All types and topics for panel and paper proposals are welcome. When crafting the proposal, note and address the following, where applicable:
- All proposals must relate to the 45th Annual Conference theme: The Promise of International Law: Solutions for the World’s Crises.
- The CCIL encourages proposals from all sectors within the legal profession (academia, private law firms, NGO’s, and government lawyers)
- Diversity in speakers and panel composition from designated groups will be a focus when crafting the program.
- Creativity in proposals will also be a focus and we encourage deviation from traditional reading of a power point presentation, such as case studies, debates, ensuring interaction with audience such as extended Q&A, mock treaty negotiation, etc.
- Speaker duplicates during the Conference are discouraged (i.e. one speaker should not be on more than one panel).
All areas of international law are welcome.
Panel proposals should be organized around the Conference theme and must include a brief description of the focus, format, and speakers.
Focus: The focus of the panel should be described including a presentation title, with descriptions of the particular sub-topics proposed (300 words maximum). Emphasis should be placed on the various perspectives on the sub-topic that will be presented. Solutions for each crisis must be offered.
Construction/Format:Diversity (i.e. Equal gender representation and/or designated group representation) and creativity in panel format(i.e. Deviation from traditional delivery methods), such as increased audience interaction, will be considered an asset.Formats should encourage audience interaction with an objective toward solution- making and teachable moments. Examples of creative panel formats include:
- Debates (ex. Theory vs. Practice)
- Case Studies;Real-life Experiences
- Mock negotiation/trial/arbitration/etc. (possibly based on a case, which can then be reviewed with the solution & applied law in reality)
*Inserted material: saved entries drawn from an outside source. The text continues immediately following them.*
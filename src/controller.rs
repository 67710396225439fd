//! Intersection controller and its timed loops
//!
//! The controller owns all twelve queues plus the scheduler and runs the
//! three concurrent loops: arrival ingestion, scheduler polling, and the
//! free-turn drain. The loops never block on each other; they share queue
//! state through the per-lane mutexes and observe a common `running` flag at
//! each iteration boundary, so shutdown completes within one tick of each
//! loop without tearing down an in-flight dequeue.

use crate::config::JunctionConfig;
use crate::event::{events, EventEmitter, JunctionEvent};
use crate::ingest::{ArrivalSource, FileSource, Ingestor};
use crate::queue::VehicleQueue;
use crate::registry::LaneRegistry;
use crate::scheduler::{Scheduler, SignalState};
use crate::vehicle::{LaneName, Vehicle};
use crate::JunctionStats;
use serde::{Deserialize, Serialize};
use std::collections::HashMap;
use std::path::Path;
use std::sync::atomic::{AtomicBool, AtomicU64, Ordering};
use std::sync::Arc;
use tokio::sync::Mutex;
use tokio::task::JoinHandle;

/// Read-only view for display collaborators.
///
/// Captures every queue's contents, the signal, the overload flag, and the
/// throughput counters at one observation point. Building it never mutates
/// scheduler state.
#[derive(Debug, Clone, Serialize, Deserialize)]
pub struct JunctionSnapshot {
    pub lanes: HashMap<String, Vec<Vehicle>>,
    pub signal: SignalState,
    pub overload_active: bool,
    pub served_total: u64,
    pub ingested_total: u64,
}

/// Orchestrates the junction's queues, scheduler, and timed loops
pub struct IntersectionController {
    queues: HashMap<LaneName, Arc<VehicleQueue>>,
    registry: Arc<LaneRegistry>,
    scheduler: Arc<Scheduler>,
    ingestor: Arc<Ingestor>,
    config: JunctionConfig,
    emitter: EventEmitter,
    running: Arc<AtomicBool>,
    handles: Mutex<Vec<JoinHandle<()>>>,
    served_total: Arc<AtomicU64>,
    ingested_total: Arc<AtomicU64>,
}

impl IntersectionController {
    /// Whether the timed loops are running
    pub fn is_running(&self) -> bool {
        self.running.load(Ordering::SeqCst)
    }

    /// The queue for a lane
    pub fn queue(&self, lane: LaneName) -> Option<Arc<VehicleQueue>> {
        self.queues.get(&lane).map(Arc::clone)
    }

    /// The underlying scheduler
    pub fn scheduler(&self) -> Arc<Scheduler> {
        Arc::clone(&self.scheduler)
    }

    /// Current signal state
    pub async fn signal_state(&self) -> SignalState {
        self.scheduler.signal_state().await
    }

    /// Whether overload mode is active
    pub async fn overload_active(&self) -> bool {
        self.scheduler.overload_active().await
    }

    /// Total vehicles released (signalled plus free-turn)
    pub fn served_total(&self) -> u64 {
        self.served_total.load(Ordering::SeqCst)
    }

    /// Total vehicles ingested from arrival sources
    pub fn ingested_total(&self) -> u64 {
        self.ingested_total.load(Ordering::SeqCst)
    }

    /// Run one ingestion cycle now (also driven by the ingest loop)
    pub async fn ingest_cycle(&self) {
        self.ingestor.run_cycle().await;
    }

    /// Run one scheduler poll now (also driven by the scheduler loop)
    pub async fn scheduler_tick(&self) {
        self.scheduler.tick().await;
    }

    /// Drain at most one vehicle from each free-turn lane.
    ///
    /// Free-turn lanes bypass arbitration entirely: no signal state is
    /// involved and the scheduler's phase is never consulted.
    pub async fn drain_free_turn_once(&self) {
        for lane in LaneName::free_turn() {
            let Some(queue) = self.queues.get(&lane) else {
                continue;
            };
            if let Some(vehicle) = queue.dequeue().await {
                self.served_total.fetch_add(1, Ordering::SeqCst);
                tracing::info!(vehicle = %vehicle.id, lane = %lane, "free turn");
                self.emitter.emit(JunctionEvent::with_map(
                    events::VEHICLE_FREE_TURN,
                    HashMap::from([
                        ("id".to_string(), serde_json::json!(vehicle.id)),
                        ("lane".to_string(), serde_json::json!(lane.to_string())),
                    ]),
                ));
            }
        }
    }

    /// Spawn the three timed loops
    pub async fn start(&self) -> anyhow::Result<()> {
        if self.is_running() {
            return Ok(());
        }
        tracing::info!("starting junction loops");
        self.running.store(true, Ordering::SeqCst);
        let mut handles = self.handles.lock().await;

        // Ingestion loop
        {
            let ingestor = Arc::clone(&self.ingestor);
            let running = Arc::clone(&self.running);
            let period = self.config.ingest_period;
            handles.push(tokio::spawn(async move {
                let mut ticker = tokio::time::interval(period);
                while running.load(Ordering::SeqCst) {
                    ticker.tick().await;
                    if !running.load(Ordering::SeqCst) {
                        break;
                    }
                    ingestor.run_cycle().await;
                }
            }));
        }

        // Scheduler poll loop
        {
            let scheduler = Arc::clone(&self.scheduler);
            let running = Arc::clone(&self.running);
            let period = self.config.tick_period;
            handles.push(tokio::spawn(async move {
                let mut ticker = tokio::time::interval(period);
                while running.load(Ordering::SeqCst) {
                    ticker.tick().await;
                    if !running.load(Ordering::SeqCst) {
                        break;
                    }
                    scheduler.tick().await;
                }
            }));
        }

        // Free-turn drain loop
        {
            let queues: Vec<Arc<VehicleQueue>> = LaneName::free_turn()
                .filter_map(|lane| self.queues.get(&lane).map(Arc::clone))
                .collect();
            let served_total = Arc::clone(&self.served_total);
            let emitter = self.emitter.clone();
            let running = Arc::clone(&self.running);
            let period = self.config.drain_period;
            handles.push(tokio::spawn(async move {
                let mut ticker = tokio::time::interval(period);
                while running.load(Ordering::SeqCst) {
                    ticker.tick().await;
                    if !running.load(Ordering::SeqCst) {
                        break;
                    }
                    for queue in &queues {
                        if let Some(vehicle) = queue.dequeue().await {
                            served_total.fetch_add(1, Ordering::SeqCst);
                            tracing::info!(vehicle = %vehicle.id, lane = %queue.lane(), "free turn");
                            emitter.emit(JunctionEvent::with_map(
                                events::VEHICLE_FREE_TURN,
                                HashMap::from([
                                    ("id".to_string(), serde_json::json!(vehicle.id)),
                                    (
                                        "lane".to_string(),
                                        serde_json::json!(queue.lane().to_string()),
                                    ),
                                ]),
                            ));
                        }
                    }
                }
            }));
        }

        Ok(())
    }

    /// Stop the loops cooperatively and wait for them to exit.
    ///
    /// Each loop observes the flag at its next iteration boundary, so this
    /// returns within roughly one tick of the slowest loop.
    pub async fn shutdown(&self) {
        self.running.store(false, Ordering::SeqCst);
        self.emitter
            .emit(JunctionEvent::empty(events::JUNCTION_SHUTDOWN));

        let mut handles = self.handles.lock().await;
        for handle in handles.drain(..) {
            let _ = handle.await;
        }
        tracing::info!("junction loops stopped");
    }

    /// Subscribe to junction lifecycle events
    pub fn subscribe(&self) -> crate::event::EventStream {
        self.emitter.subscribe_stream()
    }

    /// Point-in-time read-only snapshot for display
    pub async fn snapshot(&self) -> JunctionSnapshot {
        let mut lanes = HashMap::with_capacity(self.queues.len());
        for (lane, queue) in &self.queues {
            lanes.insert(lane.to_string(), queue.snapshot().await);
        }
        JunctionSnapshot {
            lanes,
            signal: self.scheduler.signal_state().await,
            overload_active: self.scheduler.overload_active().await,
            served_total: self.served_total(),
            ingested_total: self.ingested_total(),
        }
    }

    /// Per-lane queue depths and throughput totals
    pub async fn stats(&self) -> JunctionStats {
        let mut lanes = HashMap::with_capacity(self.queues.len());
        let mut total_queued = 0;
        for (lane, queue) in &self.queues {
            let len = queue.len().await;
            total_queued += len;
            lanes.insert(lane.to_string(), len);
        }
        JunctionStats {
            total_queued,
            served_total: self.served_total(),
            ingested_total: self.ingested_total(),
            lanes,
        }
    }

    /// Registry accessor (arbitrated lanes only)
    pub fn registry(&self) -> Arc<LaneRegistry> {
        Arc::clone(&self.registry)
    }
}

/// Builder for [`IntersectionController`]
pub struct IntersectionBuilder {
    config: JunctionConfig,
    emitter: Option<EventEmitter>,
    sources: Vec<Arc<dyn ArrivalSource>>,
}

impl IntersectionBuilder {
    pub fn new() -> Self {
        Self {
            config: JunctionConfig::default(),
            emitter: None,
            sources: Vec::new(),
        }
    }

    /// Set the junction configuration
    pub fn with_config(mut self, config: JunctionConfig) -> Self {
        self.config = config;
        self
    }

    /// Use an existing event emitter (e.g. one a display already subscribes to)
    pub fn with_emitter(mut self, emitter: EventEmitter) -> Self {
        self.emitter = Some(emitter);
        self
    }

    /// Add an arrival source
    pub fn with_source(mut self, source: Arc<dyn ArrivalSource>) -> Self {
        self.sources.push(source);
        self
    }

    /// Add the conventional per-road source files (`lanea.txt` … `laned.txt`)
    /// under the given directory
    pub fn with_file_sources(mut self, dir: impl AsRef<Path>) -> Self {
        for road in crate::vehicle::Road::ALL {
            let name = format!("lane{}.txt", road.letter().to_ascii_lowercase());
            self.sources
                .push(Arc::new(FileSource::new(dir.as_ref().join(name))));
        }
        self
    }

    /// Build the controller: twelve queues, the arbitrated-lane registry in
    /// fixed road order, the scheduler, and the ingestor.
    pub async fn build(self) -> IntersectionController {
        let emitter = self.emitter.unwrap_or_else(|| EventEmitter::new(256));

        let queues: HashMap<LaneName, Arc<VehicleQueue>> = LaneName::all()
            .map(|lane| (lane, Arc::new(VehicleQueue::new(lane))))
            .collect();

        let registry = Arc::new(LaneRegistry::new());
        for lane in LaneName::arbitrated() {
            registry.register(lane, Arc::clone(&queues[&lane])).await;
        }

        let served_total = Arc::new(AtomicU64::new(0));
        let ingested_total = Arc::new(AtomicU64::new(0));

        let scheduler = Arc::new(Scheduler::new(
            Arc::clone(&registry),
            self.config.clone(),
            emitter.clone(),
            Arc::clone(&served_total),
        ));

        let ingestor = Arc::new(Ingestor::new(
            queues.clone(),
            self.sources,
            emitter.clone(),
            Arc::clone(&ingested_total),
        ));

        IntersectionController {
            queues,
            registry,
            scheduler,
            ingestor,
            config: self.config,
            emitter,
            running: Arc::new(AtomicBool::new(false)),
            handles: Mutex::new(Vec::new()),
            served_total,
            ingested_total,
        }
    }
}

impl Default for IntersectionBuilder {
    fn default() -> Self {
        Self::new()
    }
}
- Panels focused mainly on interaction with delegates, such as Q&A’s
Proposed Speakers:Include a list of the proposed speakers (minimum of 3 speakers) with their anticipated contributions, such as topics or titles. Note that:
- Proposed speakers must have already expressed a willingness and availability to participate in the Conference should the proposal be accepted.
- All speakers must be available each day of the Conference for assignment to a program timeslot (November 3-5, 2016).
- Designations/title, organization, and short biographies of the proposed Chair and speakers should be included with the proposal.
- Speakers will receive a 50% discount on the Conference fee.
- Speaker duplicates on different panels is discouraged (Speakers should not appear more than once on the program, which will be a factor in panel selection).
If accepted for the program, speakers must be confirmed and panels must be finalized and provided to the CCIL by September 26, 2016. CCIL will assign the date and time of the panel.
Paper proposals should include a working title of the paper and an abstract (300 words maximum) describing the paper’s main thesis, methods, and contribution. Applicants should also include the designation/title, organization, and a short biography (200 words maximum). Solution(s) for any crisis in the proposal must be offered.
Authors of accepted proposals have the option to draft a paper on their proposed topic, and CCIL may publish the paper. Final papers should be sent to firstname.lastname@example.org no later than November 1, 2016.
The CCIL anticipates communicating acceptance decisions during the Summer and early Fall of 2016.